A proibição da participação de bandas de rock no edital anunciado ontem pela Funarte (Fundação Nacional de Artes), da edição 2020 do Prêmio de Apoio a Bandas de Música, gerou polêmica nas redes sociais. Apesar da crítica e da surpresa de muitos internautas, a restrição é antiga e remonta desde o primeiro edital de 2013, quando a presidente do país era Dilma Rousseff e o prêmio trazia critério semelhante. As informações são do UOL.

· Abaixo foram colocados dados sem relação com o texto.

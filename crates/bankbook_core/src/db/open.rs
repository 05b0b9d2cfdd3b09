//! Connection bootstrap utilities for SQLite.
//!
//! # Responsibility
//! - Open file or in-memory SQLite connections.
//! - Configure connection pragmas and trigger schema migrations before
//!   returning a usable connection.
//!
//! # Invariants
//! - Returned connections have `foreign_keys=ON` and a busy timeout set.
//! - Returned connections have migrations fully applied.

use super::migrations::apply_migrations;
use super::DbResult;
use log::{error, info};
use rusqlite::Connection;
use std::path::Path;
use std::time::{Duration, Instant};

const BUSY_TIMEOUT: Duration = Duration::from_secs(5);

/// Opens a SQLite database file and applies all pending migrations.
///
/// # Side effects
/// - Emits `db_open` logging events with duration and status.
pub fn open_db(path: impl AsRef<Path>) -> DbResult<Connection> {
    let started_at = Instant::now();
    info!("event=db_open module=db status=start mode=file");
    let result = Connection::open(path)
        .map_err(Into::into)
        .and_then(|mut conn| {
            bootstrap_connection(&mut conn)?;
            Ok(conn)
        });
    log_open_outcome("file", started_at, &result);
    result
}

/// Opens an in-memory SQLite database and applies all pending migrations.
///
/// # Side effects
/// - Emits `db_open` logging events with duration and status.
pub fn open_db_in_memory() -> DbResult<Connection> {
    let started_at = Instant::now();
    info!("event=db_open module=db status=start mode=memory");
    let result = Connection::open_in_memory()
        .map_err(Into::into)
        .and_then(|mut conn| {
            bootstrap_connection(&mut conn)?;
            Ok(conn)
        });
    log_open_outcome("memory", started_at, &result);
    result
}

fn bootstrap_connection(conn: &mut Connection) -> DbResult<()> {
    conn.execute_batch("PRAGMA foreign_keys = ON;")?;
    conn.busy_timeout(BUSY_TIMEOUT)?;
    apply_migrations(conn)?;
    Ok(())
}

fn log_open_outcome(mode: &str, started_at: Instant, result: &DbResult<Connection>) {
    let duration_ms = started_at.elapsed().as_millis();
    match result {
        Ok(_) => info!("event=db_open module=db status=ok mode={mode} duration_ms={duration_ms}"),
        Err(err) => error!(
            "event=db_open module=db status=error mode={mode} duration_ms={duration_ms} error={err}"
        ),
    }
}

O edital deste ano traz um aporte de R$ 5,4 milhões para distribuir gratuitamente 790 instrumentos de sopro para 158 conjuntos musicais.
O texto do edital diz que “não poderão participar? ‘bandas de pífanos’, ‘bandas de rock’, ‘bigbands’, orquestra de sopro, bem como conjuntos musicais assemelhados, conjuntos musicais de instituições religiosas, bandas militares.” A redação é similar à de 2013, com o apurou o UOL.

OPINIÃO DOS LEITORES:
  1. Bento disse:

    Reclamem com Dilminha
    Olha que linda frade dela:
    "Me engasguei comigo mesma"
    Lindo isso não é?

    • Riva disse:

      "O rock ativa a droga que ativa o sexo que ativa a indústria do aborto. A indústria do aborto por sua vez alimenta uma coisa muito mais pesada que é o satanismo."
      Foi Dilma que disse isso? Kkk
      https://t.co/oql5e4NbuH

  2. Adeobaldo Nunes disse:

    E pra Funk pode.
    Lamentável!

  3. Nildo disse:

    polemica? se faz um edital e o povo acha que tem q colocar tudo q o povo quer.